REQUIRED WORK -> Determine the number of lines in the data below that contain the string "attempted", and respond with that number alone.

DATA PROVIDED ->
========================

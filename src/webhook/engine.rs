//! Webhook registration and the delivery state machine.
//!
//! A delivery moves `pending -> in_progress` through an atomic claim in the
//! repository, then back to `pending` with a backoff schedule, or on to
//! `success` / `failed`. Only the claimant attempts a delivery, so a
//! trigger-initiated attempt and a concurrent sweep never both send it. A
//! claim left behind by a crashed worker is taken over once it is older
//! than the claim lease.

use super::backoff::RetryPolicy;
use super::repository::WebhookRepository;
use super::signature;
use super::transport::{DeliveryMode, HttpResponse, HttpTransport};
use super::types::{
    is_supported_event, Delivery, DeliveryStatus, Envelope, SweepReport, Webhook,
    DELIVERY_ID_HEADER, EVENT_HEADER, SIGNATURE_HEADER, TEST_EVENT,
};
use crate::clock::Clock;
use crate::error::{GatekeeperError, Result};
use crate::validation::{RegisterWebhook, UpdateWebhook};
use chrono::{DateTime, Utc};
use serde_json::Value;
use std::sync::Arc;
use std::time::Duration;
use tokio::task::JoinHandle;
use tracing::{debug, error, info, warn};
use uuid::Uuid;

#[derive(Debug, Clone)]
pub struct WebhookConfig {
    pub retry: RetryPolicy,
    /// Per-request timeout in blocking mode.
    pub timeout: Duration,
    pub mode: DeliveryMode,
    /// Deliveries claimed per sweep.
    pub batch_size: usize,
    /// Age after which an `in_progress` claim is considered abandoned.
    pub claim_lease: Duration,
    pub user_agent: String,
}

impl Default for WebhookConfig {
    fn default() -> Self {
        Self {
            retry: RetryPolicy::default(),
            timeout: Duration::from_secs(10),
            mode: DeliveryMode::Blocking,
            batch_size: 50,
            claim_lease: Duration::from_secs(120),
            user_agent: format!("gatekeeper/{}", env!("CARGO_PKG_VERSION")),
        }
    }
}

#[derive(Clone)]
pub struct WebhookEngine {
    repository: Arc<dyn WebhookRepository>,
    transport: Arc<dyn HttpTransport>,
    clock: Arc<dyn Clock>,
    config: Arc<WebhookConfig>,
}

fn later(at: DateTime<Utc>, by: Duration) -> DateTime<Utc> {
    let by = chrono::Duration::from_std(by).unwrap_or(chrono::Duration::MAX);
    at.checked_add_signed(by).unwrap_or(DateTime::<Utc>::MAX_UTC)
}

fn earlier(at: DateTime<Utc>, by: Duration) -> DateTime<Utc> {
    let by = chrono::Duration::from_std(by).unwrap_or(chrono::Duration::MAX);
    at.checked_sub_signed(by).unwrap_or(DateTime::<Utc>::MIN_UTC)
}

impl WebhookEngine {
    pub fn new(
        repository: Arc<dyn WebhookRepository>,
        transport: Arc<dyn HttpTransport>,
        clock: Arc<dyn Clock>,
        config: WebhookConfig,
    ) -> Self {
        Self {
            repository,
            transport,
            clock,
            config: Arc::new(config),
        }
    }

    pub fn config(&self) -> &WebhookConfig {
        &self.config
    }

    pub async fn register(&self, request: RegisterWebhook) -> Result<Webhook> {
        request.check()?;
        let now = self.clock.now();
        let webhook = Webhook {
            id: Uuid::new_v4(),
            url: request.url,
            events: request.events.into_iter().collect(),
            secret: request.secret.unwrap_or_else(signature::generate_secret),
            active: true,
            created_at: now,
            updated_at: now,
        };
        self.repository.save_webhook(&webhook).await?;

        info!(webhook_id = %webhook.id, url = %webhook.url, events = ?webhook.events, "Webhook registered");
        Ok(webhook)
    }

    pub async fn get(&self, id: Uuid) -> Result<Webhook> {
        self.repository
            .get_webhook(id)
            .await?
            .ok_or_else(|| GatekeeperError::NotFound(format!("Webhook {} not found", id)))
    }

    pub async fn list(&self) -> Result<Vec<Webhook>> {
        self.repository.list_webhooks().await
    }

    pub async fn update(&self, id: Uuid, request: UpdateWebhook) -> Result<Webhook> {
        request.check()?;
        let mut webhook = self.get(id).await?;
        if let Some(url) = request.url {
            webhook.url = url;
        }
        if let Some(events) = request.events {
            webhook.events = events.into_iter().collect();
        }
        self.touch(webhook).await
    }

    pub async fn set_active(&self, id: Uuid, active: bool) -> Result<Webhook> {
        let mut webhook = self.get(id).await?;
        webhook.active = active;
        info!(webhook_id = %id, active, "Webhook activation changed");
        self.touch(webhook).await
    }

    /// Replaces the secret. Deliveries still pending are signed with the new one.
    pub async fn rotate_secret(&self, id: Uuid) -> Result<Webhook> {
        let mut webhook = self.get(id).await?;
        webhook.secret = signature::generate_secret();
        info!(webhook_id = %id, "Webhook secret rotated");
        self.touch(webhook).await
    }

    pub async fn delete(&self, id: Uuid) -> Result<()> {
        if !self.repository.delete_webhook(id).await? {
            return Err(GatekeeperError::NotFound(format!("Webhook {} not found", id)));
        }
        info!(webhook_id = %id, "Webhook deleted");
        Ok(())
    }

    /// Delivery history of one webhook, newest first.
    pub async fn deliveries(&self, webhook_id: Uuid, limit: usize) -> Result<Vec<Delivery>> {
        self.repository
            .deliveries_for_webhook(webhook_id, limit)
            .await
    }

    pub async fn delivery(&self, id: Uuid) -> Result<Delivery> {
        self.repository
            .get_delivery(id)
            .await?
            .ok_or_else(|| GatekeeperError::NotFound(format!("Delivery {} not found", id)))
    }

    /// Sends a `webhook.test` event to one webhook regardless of its
    /// subscriptions and returns the delivery after its first attempt.
    pub async fn send_test(&self, id: Uuid) -> Result<Delivery> {
        let webhook = self.get(id).await?;
        if !webhook.active {
            return Err(GatekeeperError::Validation(format!(
                "Webhook {} is inactive",
                id
            )));
        }
        let payload = serde_json::json!({
            "webhook_id": webhook.id,
            "message": "Test delivery",
        });
        let delivery = self.enqueue(&webhook, TEST_EVENT, &payload).await?;
        self.deliver(delivery.id).await?;
        self.delivery(delivery.id).await
    }

    /// Creates one delivery per active subscriber of `event` and attempts
    /// each immediately. Failures are recorded on the deliveries and never
    /// returned; the ids let callers inspect them later.
    pub async fn trigger(&self, event: &str, payload: &Value) -> Vec<Uuid> {
        if !is_supported_event(event) {
            warn!(event, "Ignoring trigger for unsupported event");
            return Vec::new();
        }

        let webhooks = match self.repository.list_webhooks().await {
            Ok(webhooks) => webhooks,
            Err(e) => {
                error!(event, error = %e, "Failed to load webhooks for trigger");
                return Vec::new();
            }
        };

        let mut ids = Vec::new();
        for webhook in webhooks.iter().filter(|w| w.subscribes_to(event)) {
            match self.enqueue(webhook, event, payload).await {
                Ok(delivery) => ids.push(delivery.id),
                Err(e) => {
                    error!(webhook_id = %webhook.id, event, error = %e, "Failed to create delivery")
                }
            }
        }

        for id in &ids {
            if let Err(e) = self.deliver(*id).await {
                error!(delivery_id = %id, error = %e, "Delivery attempt could not be recorded");
            }
        }
        ids
    }

    /// [`trigger`](Self::trigger) on a spawned task so the caller does not
    /// wait on receivers.
    pub fn trigger_in_background(&self, event: &str, payload: Value) -> JoinHandle<Vec<Uuid>> {
        let engine = self.clone();
        let event = event.to_string();
        tokio::spawn(async move { engine.trigger(&event, &payload).await })
    }

    /// Claims and attempts one delivery. `Ok(None)` means it was not
    /// claimable: already being attempted elsewhere, finished, or not yet due.
    pub async fn deliver(&self, delivery_id: Uuid) -> Result<Option<Delivery>> {
        let now = self.clock.now();
        let stale_before = earlier(now, self.config.claim_lease);
        let Some(mut delivery) = self
            .repository
            .claim_delivery(delivery_id, now, stale_before)
            .await?
        else {
            debug!(delivery_id = %delivery_id, "Delivery not claimable");
            return Ok(None);
        };

        let webhook = match self.repository.get_webhook(delivery.webhook_id).await? {
            Some(webhook) if webhook.active => webhook,
            Some(_) => return self.abandon(delivery, "Webhook is inactive").await.map(Some),
            None => return self.abandon(delivery, "Webhook no longer exists").await.map(Some),
        };
        // Reclaimed after a crash that happened past the last attempt.
        if self.config.retry.is_exhausted(delivery.attempt_count) {
            return self.abandon(delivery, "Retries exhausted").await.map(Some);
        }

        delivery.attempt_count += 1;
        let outcome = self.send(&webhook, &delivery).await;
        let finished_at = self.clock.now();

        let (succeeded, response_code, failure) = match outcome {
            Ok(None) => (true, None, None),
            Ok(Some(response)) if response.is_success() => (true, Some(response.status), None),
            Ok(Some(response)) => (
                false,
                Some(response.status),
                Some(format!("Receiver responded with HTTP {}", response.status)),
            ),
            Err(e) => (false, None, Some(e.to_string())),
        };
        delivery.response_code = response_code;
        delivery.claimed_at = None;

        if succeeded {
            delivery.status = DeliveryStatus::Success;
            delivery.delivered_at = Some(finished_at);
            delivery.next_retry_at = None;
            delivery.last_error = None;
            info!(
                delivery_id = %delivery.id,
                webhook_id = %webhook.id,
                event = %delivery.event,
                attempt = delivery.attempt_count,
                response_code = ?response_code,
                "Webhook delivered"
            );
        } else if self.config.retry.is_exhausted(delivery.attempt_count) {
            delivery.status = DeliveryStatus::Failed;
            delivery.next_retry_at = None;
            delivery.last_error = failure;
            error!(
                delivery_id = %delivery.id,
                webhook_id = %webhook.id,
                event = %delivery.event,
                attempt = delivery.attempt_count,
                error = ?delivery.last_error,
                "Webhook delivery failed permanently"
            );
        } else {
            let delay = self.config.retry.delay_after(delivery.attempt_count);
            delivery.status = DeliveryStatus::Pending;
            delivery.next_retry_at = Some(later(finished_at, delay));
            delivery.last_error = failure;
            warn!(
                delivery_id = %delivery.id,
                webhook_id = %webhook.id,
                event = %delivery.event,
                attempt = delivery.attempt_count,
                retry_after_ms = delay.as_millis() as u64,
                error = ?delivery.last_error,
                "Webhook delivery failed, retry scheduled"
            );
        }

        self.repository.save_delivery(&delivery).await?;
        Ok(Some(delivery))
    }

    /// Attempts up to `batch_size` due deliveries, including claims whose
    /// lease has expired.
    pub async fn process_pending(&self) -> Result<SweepReport> {
        let now = self.clock.now();
        let stale_before = earlier(now, self.config.claim_lease);
        let due = self
            .repository
            .due_deliveries(now, stale_before, self.config.batch_size)
            .await?;

        let mut report = SweepReport::default();
        for id in due {
            match self.deliver(id).await {
                Ok(Some(delivery)) => {
                    report.attempted += 1;
                    match delivery.status {
                        DeliveryStatus::Success => report.succeeded += 1,
                        DeliveryStatus::Pending => report.rescheduled += 1,
                        DeliveryStatus::Failed => report.failed += 1,
                        DeliveryStatus::InProgress => {}
                    }
                }
                Ok(None) => report.skipped += 1,
                Err(e) => {
                    error!(delivery_id = %id, error = %e, "Sweep could not process delivery");
                    report.skipped += 1;
                }
            }
        }

        if report.attempted > 0 {
            info!(
                attempted = report.attempted,
                succeeded = report.succeeded,
                rescheduled = report.rescheduled,
                failed = report.failed,
                "Delivery sweep finished"
            );
        }
        Ok(report)
    }

    async fn touch(&self, mut webhook: Webhook) -> Result<Webhook> {
        webhook.updated_at = self.clock.now();
        self.repository.save_webhook(&webhook).await?;
        Ok(webhook)
    }

    async fn enqueue(&self, webhook: &Webhook, event: &str, payload: &Value) -> Result<Delivery> {
        let now = self.clock.now();
        let body = serde_json::to_string(&Envelope {
            event,
            payload,
            timestamp: now.timestamp(),
        })?;
        let delivery = Delivery::new(webhook.id, event, body, now);
        self.repository.insert_delivery(&delivery).await?;
        Ok(delivery)
    }

    async fn send(&self, webhook: &Webhook, delivery: &Delivery) -> Result<Option<HttpResponse>> {
        let signature = signature::sign(&webhook.secret, delivery.payload.as_bytes())?;
        let headers = vec![
            ("Content-Type".to_string(), "application/json".to_string()),
            ("User-Agent".to_string(), self.config.user_agent.clone()),
            (SIGNATURE_HEADER.to_string(), signature),
            (EVENT_HEADER.to_string(), delivery.event.clone()),
            (DELIVERY_ID_HEADER.to_string(), delivery.id.to_string()),
        ];
        self.transport
            .post(
                &webhook.url,
                &headers,
                &delivery.payload,
                self.config.timeout,
                self.config.mode,
            )
            .await
    }

    async fn abandon(&self, mut delivery: Delivery, reason: &str) -> Result<Delivery> {
        delivery.status = DeliveryStatus::Failed;
        delivery.claimed_at = None;
        delivery.next_retry_at = None;
        delivery.last_error = Some(reason.to_string());
        self.repository.save_delivery(&delivery).await?;

        error!(
            delivery_id = %delivery.id,
            webhook_id = %delivery.webhook_id,
            reason,
            "Webhook delivery abandoned"
        );
        Ok(delivery)
    }
}
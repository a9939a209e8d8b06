use crate::config_validator::ConfigValidator;
use crate::dedup::DedupConfig;
use crate::error::{GatekeeperError, Result};
use crate::rate_limit_config::RateLimitConfig;
use crate::webhook::{RetryPolicy, WebhookConfig};
use envconfig::Envconfig;
use std::time::Duration;

#[derive(Debug, Envconfig, Clone)]
pub struct Config {
    /// Redis connection URL; unset or empty runs on the in-process store
    #[envconfig(from = "REDIS_URL")]
    pub redis_url: Option<String>,

    #[envconfig(from = "LOG_LEVEL", default = "info")]
    pub log_level: String,

    #[envconfig(from = "LOCK_TTL_SECS", default = "30")]
    pub lock_ttl_secs: u64,

    #[envconfig(from = "DEDUP_CACHE_TTL_SECS", default = "60")]
    pub dedup_cache_ttl_secs: u64,

    #[envconfig(from = "DEDUP_POLL_INTERVAL_MS", default = "500")]
    pub dedup_poll_interval_ms: u64,

    #[envconfig(from = "DEDUP_WAIT_TIMEOUT_SECS", default = "30")]
    pub dedup_wait_timeout_secs: u64,

    /// JSON file of per-action overrides merged over the built-in rules
    #[envconfig(from = "RATE_LIMITS_FILE")]
    pub rate_limits_file: Option<String>,

    #[envconfig(from = "WEBHOOK_TIMEOUT_SECS", default = "10")]
    pub webhook_timeout_secs: u64,

    #[envconfig(from = "WEBHOOK_MAX_RETRIES", default = "5")]
    pub webhook_max_retries: u32,

    #[envconfig(from = "WEBHOOK_BASE_DELAY_SECS", default = "60")]
    pub webhook_base_delay_secs: u64,

    #[envconfig(from = "WEBHOOK_BATCH_SIZE", default = "50")]
    pub webhook_batch_size: usize,

    #[envconfig(from = "WEBHOOK_CLAIM_LEASE_SECS", default = "120")]
    pub webhook_claim_lease_secs: u64,

    #[envconfig(from = "SWEEP_INTERVAL_SECS", default = "60")]
    pub sweep_interval_secs: u64,
}

impl Config {
    /// Load configuration from environment variables
    pub fn from_env() -> std::result::Result<Self, envconfig::Error> {
        Config::init_from_env()
    }

    pub fn redis_url(&self) -> Option<&str> {
        self.redis_url
            .as_deref()
            .map(str::trim)
            .filter(|url| !url.is_empty())
    }

    pub fn lock_ttl(&self) -> Duration {
        Duration::from_secs(self.lock_ttl_secs)
    }

    pub fn sweep_interval(&self) -> Duration {
        Duration::from_secs(self.sweep_interval_secs)
    }

    pub fn dedup_config(&self) -> DedupConfig {
        DedupConfig {
            cache_ttl: Duration::from_secs(self.dedup_cache_ttl_secs),
            poll_interval: Duration::from_millis(self.dedup_poll_interval_ms),
            wait_timeout: Duration::from_secs(self.dedup_wait_timeout_secs),
            lock_ttl: self.lock_ttl(),
            ..DedupConfig::default()
        }
    }

    pub fn webhook_config(&self) -> WebhookConfig {
        WebhookConfig {
            retry: RetryPolicy::new(
                self.webhook_max_retries,
                Duration::from_secs(self.webhook_base_delay_secs),
            ),
            timeout: Duration::from_secs(self.webhook_timeout_secs),
            batch_size: self.webhook_batch_size,
            claim_lease: Duration::from_secs(self.webhook_claim_lease_secs),
            ..WebhookConfig::default()
        }
    }

    pub fn rate_limit_config(&self) -> Result<RateLimitConfig> {
        match &self.rate_limits_file {
            Some(path) if !path.trim().is_empty() => RateLimitConfig::from_json_file(path.trim()),
            _ => Ok(RateLimitConfig::default()),
        }
    }

    /// Rejects values that would disable a safety bound.
    pub fn validate(&self) -> Result<()> {
        if let Some(url) = self.redis_url() {
            ConfigValidator::validate_redis_url(url)?;
        }
        ConfigValidator::validate_positive("LOCK_TTL_SECS", self.lock_ttl())?;

        let dedup = self.dedup_config();
        ConfigValidator::validate_positive("DEDUP_CACHE_TTL_SECS", dedup.cache_ttl)?;
        ConfigValidator::validate_positive("DEDUP_POLL_INTERVAL_MS", dedup.poll_interval)?;
        ConfigValidator::validate_positive("DEDUP_WAIT_TIMEOUT_SECS", dedup.wait_timeout)?;

        let webhooks = self.webhook_config();
        ConfigValidator::validate_positive("WEBHOOK_TIMEOUT_SECS", webhooks.timeout)?;
        ConfigValidator::validate_positive("WEBHOOK_BASE_DELAY_SECS", webhooks.retry.base_delay)?;
        ConfigValidator::validate_positive("WEBHOOK_CLAIM_LEASE_SECS", webhooks.claim_lease)?;
        ConfigValidator::validate_positive("SWEEP_INTERVAL_SECS", self.sweep_interval())?;

        if self.webhook_max_retries == 0 {
            return Err(GatekeeperError::Configuration(
                "WEBHOOK_MAX_RETRIES must be at least 1".to_string(),
            ));
        }
        if self.webhook_batch_size == 0 {
            return Err(GatekeeperError::Configuration(
                "WEBHOOK_BATCH_SIZE must be at least 1".to_string(),
            ));
        }
        Ok(())
    }
}
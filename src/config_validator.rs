use crate::error::GatekeeperError;
use regex::Regex;
use std::sync::LazyLock;
use std::time::Duration;

static ACTION_NAME: LazyLock<Regex> = LazyLock::new(|| {
    Regex::new(r"^[a-z][a-z0-9_]{0,63}$").expect("action name pattern is valid")
});

/// Validates configuration objects for consistency and correctness
pub struct ConfigValidator;

impl ConfigValidator {
    /// Validates a Redis URL
    pub fn validate_redis_url(url: &str) -> Result<(), GatekeeperError> {
        if url.is_empty() {
            return Err(GatekeeperError::Validation(
                "Redis URL cannot be empty".to_string(),
            ));
        }

        if !url.starts_with("redis://") && !url.starts_with("rediss://") {
            return Err(GatekeeperError::Validation(
                "Redis URL must start with 'redis://' or 'rediss://'".to_string(),
            ));
        }

        Ok(())
    }

    /// Validates a fixed-window quota
    pub fn validate_rate_limit(max_requests: u32, window: Duration) -> Result<(), GatekeeperError> {
        if max_requests == 0 {
            return Err(GatekeeperError::Validation(
                "Rate limit max_requests must be greater than 0".to_string(),
            ));
        }

        if window.is_zero() {
            return Err(GatekeeperError::Validation(
                "Rate limit window must be greater than 0".to_string(),
            ));
        }

        Ok(())
    }

    /// Action names become part of store keys
    pub fn validate_action_name(action: &str) -> Result<(), GatekeeperError> {
        if !ACTION_NAME.is_match(action) {
            return Err(GatekeeperError::Validation(format!(
                "Invalid action name '{}': use lowercase letters, digits and underscores",
                action
            )));
        }
        Ok(())
    }

    pub fn validate_positive(name: &str, value: Duration) -> Result<(), GatekeeperError> {
        if value.is_zero() {
            return Err(GatekeeperError::Validation(format!(
                "{} must be greater than 0",
                name
            )));
        }
        Ok(())
    }
}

========================

RESPONSE TO THE TASK -> 4